• [Task] Show each line of the entries below in which the word "EnvFilter" appears.

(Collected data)

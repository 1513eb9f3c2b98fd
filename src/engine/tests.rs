//! Unit tests for the detection engine

#[cfg(test)]
mod tests {
    use super::super::*;
    use crate::error::BotError;
    use crate::types::{Candle, Direction};
    use chrono::{DateTime, Duration, TimeZone, Utc};

    fn t0() -> DateTime<Utc> {
        Utc.with_ymd_and_hms(2024, 6, 1, 12, 0, 0).unwrap()
    }

    #[test]
    fn first_sample_seeds_without_alert() {
        let mut eval = WindowEvaluator::new(15, 10.0);

        let event = eval.observe("BTCUSDT", 100.0, t0()).unwrap();
        assert!(event.is_none(), "seeding observation must never alert");

        let baseline = eval.baseline("BTCUSDT").unwrap();
        assert_eq!(baseline.price, 100.0);
        assert_eq!(baseline.observed_at, t0());
    }

    #[test]
    fn event_when_threshold_and_window_met() {
        // Baseline 100 at t0, lookback 15 min, threshold 10%;
        // 112 at t0+16min must yield +12.00%.
        let mut eval = WindowEvaluator::new(15, 10.0);
        eval.observe("BTC", 100.0, t0()).unwrap();

        let event = eval
            .observe("BTC", 112.0, t0() + Duration::minutes(16))
            .unwrap()
            .expect("12% move over 16 minutes should alert");

        assert_eq!(event.symbol, "BTC");
        assert_eq!(event.base_price, 100.0);
        assert_eq!(event.current_price, 112.0);
        assert!((event.pct_change - 12.0).abs() < 1e-9);
        assert_eq!(event.elapsed, Duration::minutes(16));
        assert_eq!(event.direction(), Direction::Up);
    }

    #[test]
    fn sub_threshold_move_rebases_without_event() {
        // Same setup, 105 at t0+16min: 5% < 10%, no event, but the
        // baseline must move to (105, t0+16min).
        let mut eval = WindowEvaluator::new(15, 10.0);
        eval.observe("BTC", 100.0, t0()).unwrap();

        let later = t0() + Duration::minutes(16);
        let event = eval.observe("BTC", 105.0, later).unwrap();
        assert!(event.is_none());

        let baseline = eval.baseline("BTC").unwrap();
        assert_eq!(baseline.price, 105.0);
        assert_eq!(baseline.observed_at, later);
    }

    #[test]
    fn baseline_rebased_after_event_too() {
        let mut eval = WindowEvaluator::new(15, 10.0);
        eval.observe("ETH", 100.0, t0()).unwrap();

        let later = t0() + Duration::minutes(20);
        let event = eval.observe("ETH", 120.0, later).unwrap();
        assert!(event.is_some());

        let baseline = eval.baseline("ETH").unwrap();
        assert_eq!(baseline.price, 120.0);
        assert_eq!(baseline.observed_at, later);
    }

    #[test]
    fn too_early_leaves_baseline_untouched() {
        let mut eval = WindowEvaluator::new(15, 10.0);
        eval.observe("BTC", 100.0, t0()).unwrap();

        // A 50% move only 5 minutes in must not alert or rebase.
        let event = eval
            .observe("BTC", 150.0, t0() + Duration::minutes(5))
            .unwrap();
        assert!(event.is_none());

        let baseline = eval.baseline("BTC").unwrap();
        assert_eq!(baseline.price, 100.0);
        assert_eq!(baseline.observed_at, t0());
    }

    #[test]
    fn stale_observation_is_ignored() {
        let mut eval = WindowEvaluator::new(15, 10.0);
        eval.observe("BTC", 100.0, t0()).unwrap();

        let event = eval
            .observe("BTC", 200.0, t0() - Duration::minutes(30))
            .unwrap();
        assert!(event.is_none());

        let baseline = eval.baseline("BTC").unwrap();
        assert_eq!(baseline.price, 100.0);
        assert_eq!(baseline.observed_at, t0());
    }

    #[test]
    fn zero_baseline_discards_and_rebases() {
        let mut eval = WindowEvaluator::new(15, 10.0);
        eval.observe("DOGE", 0.0, t0()).unwrap();

        // Division-by-zero guard: no event, baseline replaced.
        let later = t0() + Duration::minutes(16);
        let event = eval.observe("DOGE", 50.0, later).unwrap();
        assert!(event.is_none());
        assert_eq!(eval.baseline("DOGE").unwrap().price, 50.0);

        // The fresh baseline works normally afterwards.
        let event = eval
            .observe("DOGE", 60.0, later + Duration::minutes(16))
            .unwrap();
        assert!(event.is_some());
    }

    #[test]
    fn non_finite_price_is_an_evaluation_error() {
        let mut eval = WindowEvaluator::new(15, 10.0);
        eval.observe("BTC", 100.0, t0()).unwrap();

        let err = eval
            .observe("BTC", f64::NAN, t0() + Duration::minutes(16))
            .unwrap_err();
        assert!(matches!(err, BotError::Evaluation(_)));

        // Baseline untouched; the symbol just skips this tick.
        assert_eq!(eval.baseline("BTC").unwrap().price, 100.0);
    }

    #[test]
    fn threshold_is_inclusive() {
        let mut eval = WindowEvaluator::new(15, 10.0);
        eval.observe("BTC", 100.0, t0()).unwrap();

        let event = eval
            .observe("BTC", 110.0, t0() + Duration::minutes(15))
            .unwrap();
        assert!(event.is_some(), "exactly 10.00% qualifies");
    }

    #[test]
    fn downward_move_alerts_with_down_direction() {
        let mut eval = WindowEvaluator::new(15, 10.0);
        eval.observe("SOL", 200.0, t0()).unwrap();

        let event = eval
            .observe("SOL", 170.0, t0() + Duration::minutes(16))
            .unwrap()
            .unwrap();
        assert!((event.pct_change - -15.0).abs() < 1e-9);
        assert_eq!(event.direction(), Direction::Down);
    }

    #[test]
    fn symbols_track_independent_baselines() {
        let mut eval = WindowEvaluator::new(15, 10.0);
        eval.observe("BTC", 100.0, t0()).unwrap();
        eval.observe("ETH", 50.0, t0()).unwrap();
        assert_eq!(eval.tracked_symbols(), 2);

        let event = eval
            .observe("ETH", 60.0, t0() + Duration::minutes(16))
            .unwrap();
        assert!(event.is_some());
        assert_eq!(eval.baseline("BTC").unwrap().price, 100.0);
    }

    #[test]
    fn candle_mode_compares_open_to_close() {
        let eval = WindowEvaluator::new(15, 10.0);
        let candle = Candle {
            open: 100.0,
            close: 88.5,
        };

        let event = eval.observe_candle("XBTUSDTM", &candle, t0()).unwrap();
        assert!((event.pct_change - -11.5).abs() < 1e-9);
        assert_eq!(event.base_price, 100.0);
        assert_eq!(event.current_price, 88.5);
        assert_eq!(event.elapsed, Duration::minutes(15));
    }

    #[test]
    fn candle_below_threshold_is_quiet() {
        let eval = WindowEvaluator::new(15, 10.0);
        let candle = Candle {
            open: 100.0,
            close: 104.0,
        };
        assert!(eval.observe_candle("XBTUSDTM", &candle, t0()).is_none());
    }

    #[test]
    fn candle_with_zero_open_is_discarded() {
        let eval = WindowEvaluator::new(15, 10.0);
        let candle = Candle {
            open: 0.0,
            close: 104.0,
        };
        assert!(eval.observe_candle("XBTUSDTM", &candle, t0()).is_none());
    }

    #[test]
    fn counter_returns_monotonic_signal_numbers() {
        let mut counter = DailySignalCounter::new(t0().date_naive());

        assert_eq!(counter.increment("BTC"), 1);
        assert_eq!(counter.increment("BTC"), 2);
        assert_eq!(counter.increment("BTC"), 3);
        assert_eq!(counter.increment("ETH"), 1);
        assert_eq!(counter.count("BTC"), 3);
        assert_eq!(counter.total_today(), 4);
    }

    #[test]
    fn counter_resets_once_on_date_change() {
        let mut counter = DailySignalCounter::new(t0().date_naive());
        counter.increment("BTC");
        counter.increment("BTC");

        let same_day = (t0() + Duration::hours(5)).date_naive();
        assert!(!counter.roll_over(same_day));
        assert_eq!(counter.count("BTC"), 2);

        let next_day = (t0() + Duration::days(1)).date_naive();
        assert!(counter.roll_over(next_day));
        assert_eq!(counter.count("BTC"), 0);
        assert_eq!(counter.increment("BTC"), 1);

        // Second call on the same new day is a no-op.
        assert!(!counter.roll_over(next_day));
        assert_eq!(counter.count("BTC"), 1);
    }
}
use std::{fs::File, path::PathBuf};

use bank_account::{
    AccountPolicy, dlq::StdErrDLQ, engine::Engine, ingestion::CsvReader,
    output_repository::CsvOutput,
};
use clap::Parser;
use rust_decimal::Decimal;
use tracing_subscriber::EnvFilter;

/// Replays a CSV script of account operations and prints the final accounts.
#[derive(Debug, Parser)]
#[command(version, about)]
struct Args {
    /// CSV file with `op, holder, amount, target` rows
    path: PathBuf,

    /// Daily withdrawal limit applied to every opened account
    #[arg(long, env = "BANK_DAILY_LIMIT", default_value = "1000", value_parser = parse_exact)]
    daily_limit: Decimal,
}

/// Same exact parsing as script amounts: excess precision is an error, not rounded.
fn parse_exact(raw: &str) -> Result<Decimal, rust_decimal::Error> {
    Decimal::from_str_exact(raw)
}

#[tokio::main] // using Tokio runtime for async
async fn main() -> Result<(), Box<dyn std::error::Error>> {
    // Logs go to stderr so stdout stays CSV.
    tracing_subscriber::fmt()
        .with_env_filter(
            EnvFilter::try_from_default_env().unwrap_or_else(|_| EnvFilter::new("warn")),
        )
        .with_writer(std::io::stderr)
        .init();

    let args = Args::parse();
    let policy = AccountPolicy::new(args.daily_limit)?;
    let file = File::open(&args.path)?;

    let mut engine = Engine::new(
        CsvReader::new(file),
        CsvOutput::stdout(),
        StdErrDLQ::default(),
        policy,
    );

    engine.process().await?;
    engine.flush()?;

    Ok(())
}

• [Response area]
use tracing_subscriber::EnvFilter;
            EnvFilter::try_from_default_env().unwrap_or_else(|_| EnvFilter::new("warn")),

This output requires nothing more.